Un giorno, un misterioso straniero giunse al villaggio. Vedeva in Tempesta non solo un cavallo, ma una creatura leggendaria capace di vincere ogni corsa. Con una mente astuta, decise di usare il proverbio "con la frusta si accelera il cavallo" per trasformare il destriero in un'arma di paura. Così, il malvagio uomo prese una frusta e si preparò a sfruttare la velocità di Tempesta.
Mentre il cavallo correva, il padrone lo incitava con colpi dolorosi di frusta, sperando di ottenere una prestazione sopraffina. Ma ciò che l'uomo non sapeva era che ogni colpo di frusta risvegliava una furia oscura dentro Tempesta, una forza primordiale che era stata addormentata fin dalla sua nascita. Alla terza frustata, il cavallo ruggì e accelerò come mai prima, trasformandosi in un vortice di potere.

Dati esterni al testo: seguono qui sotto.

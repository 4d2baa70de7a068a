//! Rate limiter configuration
//!
//! Fixed-window parameters: permits per window and window duration. The
//! queue limit is fixed at zero and not configurable: a request over the
//! limit is rejected immediately, never buffered.

use std::time::Duration;

use serde::{Deserialize, Serialize};

fn default_permit_limit() -> u32 {
    10
}

fn default_window_secs() -> u64 {
    10
}

/// Fixed-window limiter configuration
#[derive(Debug, Clone, Serialize, Deserialize)]
pub struct FixedWindowConfig {
    /// Requests admitted per window (default: 10)
    #[serde(default = "default_permit_limit")]
    pub permit_limit: u32,

    /// Window duration in seconds (default: 10)
    #[serde(default = "default_window_secs")]
    pub window_secs: u64,
}

impl Default for FixedWindowConfig {
    fn default() -> Self {
        Self {
            permit_limit: default_permit_limit(),
            window_secs: default_window_secs(),
        }
    }
}

impl FixedWindowConfig {
    /// Window duration as a `Duration`
    pub fn window(&self) -> Duration {
        Duration::from_secs(self.window_secs)
    }
}

#[cfg(test)]
mod tests {
    use super::*;

    #[test]
    fn test_default_config() {
        let config = FixedWindowConfig::default();
        assert_eq!(config.permit_limit, 10);
        assert_eq!(config.window(), Duration::from_secs(10));
    }

    #[test]
    fn test_partial_json_fills_defaults() {
        let config: FixedWindowConfig = serde_json::from_str(r#"{"permit_limit":3}"#).unwrap();
        assert_eq!(config.permit_limit, 3);
        assert_eq!(config.window_secs, 10);
    }
}
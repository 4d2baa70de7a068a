//! CLI-specific error types
//!
//! Everything here is fatal: the process prints the error and exits
//! non-zero.

use thiserror::Error;

use crate::http_server::{ConfigError, ServerError};

/// Result type for CLI commands
pub type CliResult<T> = Result<T, CliError>;

/// CLI error
#[derive(Debug, Error)]
pub enum CliError {
    /// Configuration file error
    #[error(transparent)]
    Config(#[from] ConfigError),

    /// Server failed to start or serve
    #[error(transparent)]
    Server(#[from] ServerError),
}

Con uno scatto inarrestabile, Tempesta si liberò dal controllo del suo padrone e scattò verso la foresta, lasciando dietro di sé il terrore. Il villaggio tremò mentre il cavallo impazzito, spinto dalla collera e dalla libertà, si lanciava verso l'ignoto. In quel momento, il proverbio "con la frusta si accelera il cavallo" si trasformò in una maledizione. Non potevano più fermarlo: Tempesta era diventato un simbolo di vendetta, un avvertimento di ciò che accade quando si sfrutta la potenza in modo sconsiderato.